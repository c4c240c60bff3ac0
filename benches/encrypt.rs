// benches/encrypt.rs
//! Encrypt throughput: raw keys across MAC widths, plus password mode with KDF

use aesstream::{Key, Password, PasswordEncryptor, RawEncryptor, StreamCipher};
use criterion::{criterion_group, criterion_main, BenchmarkId, Criterion, Throughput};
use std::hint::black_box;

const KB: usize = 1024;
const MB: usize = 1024 * 1024;

fn format_size(bytes: usize) -> String {
    if bytes >= MB {
        format!("{} MiB", bytes / MB)
    } else if bytes >= KB {
        format!("{} KiB", bytes / KB)
    } else {
        format!("{bytes} B")
    }
}

fn bench_raw_encrypt(c: &mut Criterion) {
    let mut group = c.benchmark_group("raw_encrypt");

    for &(enc_len, auth_len) in &[(16, 28), (32, 32), (32, 64)] {
        let key = Key::generate(enc_len, auth_len).unwrap();

        for &size in &[64, 64 * KB, MB] {
            let input = vec![0x41u8; size];
            group.throughput(Throughput::Bytes(size as u64));
            group.bench_with_input(
                BenchmarkId::new(format!("aes{}_mac{}", enc_len * 8, auth_len), format_size(size)),
                &size,
                |b, _| {
                    b.iter(|| {
                        let mut enc = RawEncryptor::with_key(&key).unwrap();
                        let mut out = Vec::with_capacity(size + size / 8 + 256);
                        // 4 KiB chunks, as a stream adapter would feed them.
                        for chunk in black_box(&input).chunks(4 * KB) {
                            out.extend(enc.process(chunk).unwrap());
                        }
                        out.extend(enc.finalize(&[]).unwrap());
                        black_box(out)
                    });
                },
            );
        }
    }

    group.finish();
}

fn bench_password_encrypt(c: &mut Criterion) {
    let mut group = c.benchmark_group("password_encrypt");
    group.sample_size(20);

    let password = Password::from("benchmark-password");
    let input = vec![0x41u8; 64 * KB];

    for &iters in &[1_000u32, 10_000] {
        group.bench_with_input(BenchmarkId::new("iterations", iters), &iters, |b, &iters| {
            b.iter(|| {
                let mut enc = PasswordEncryptor::with_password(&password, black_box(iters)).unwrap();
                black_box(enc.finalize(black_box(&input)).unwrap())
            });
        });
    }

    group.finish();
}

criterion_group!(benches, bench_raw_encrypt, bench_password_encrypt);
criterion_main!(benches);
//! PKCS#7 padding over 16-byte blocks.

use crate::consts::BLOCK_SIZE;
use crate::result::ResultKind;
use subtle::ConstantTimeEq;

/// Appends `16 - len % 16` bytes, each holding that count.
///
/// Block-aligned input gains a full block of `0x10`, so unpadding is never
/// ambiguous.
pub fn pad(data: &[u8]) -> Vec<u8> {
    let n = BLOCK_SIZE - data.len() % BLOCK_SIZE;
    let mut out = Vec::with_capacity(data.len() + n);
    out.extend_from_slice(data);
    out.resize(data.len() + n, n as u8);
    out
}

/// Strips PKCS#7 padding, returning the unpadded prefix.
///
/// The pad-length byte must be in `1..=16` and not exceed the input; the pad
/// bytes themselves are compared in constant time.
pub fn unpad(data: &[u8]) -> Result<&[u8], ResultKind> {
    let n = match data.last() {
        Some(&n) => n as usize,
        None => return Err(ResultKind::InvalidPadding),
    };

    if n == 0 || n > BLOCK_SIZE || n > data.len() {
        return Err(ResultKind::InvalidPadding);
    }

    let start = data.len() - n;
    let expected = [n as u8; BLOCK_SIZE];
    if !bool::from(data[start..].ct_eq(&expected[..n])) {
        return Err(ResultKind::InvalidPadding);
    }

    Ok(&data[..start])
}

::::::

** Work order **
Apply a filter for "PasswordEncryptor" to the data above, then copy each line that matches.

** Reply **
use aesstream::{Key, Password, PasswordEncryptor, RawEncryptor, StreamCipher};
                let mut enc = PasswordEncryptor::with_password(&password, black_box(iters)).unwrap();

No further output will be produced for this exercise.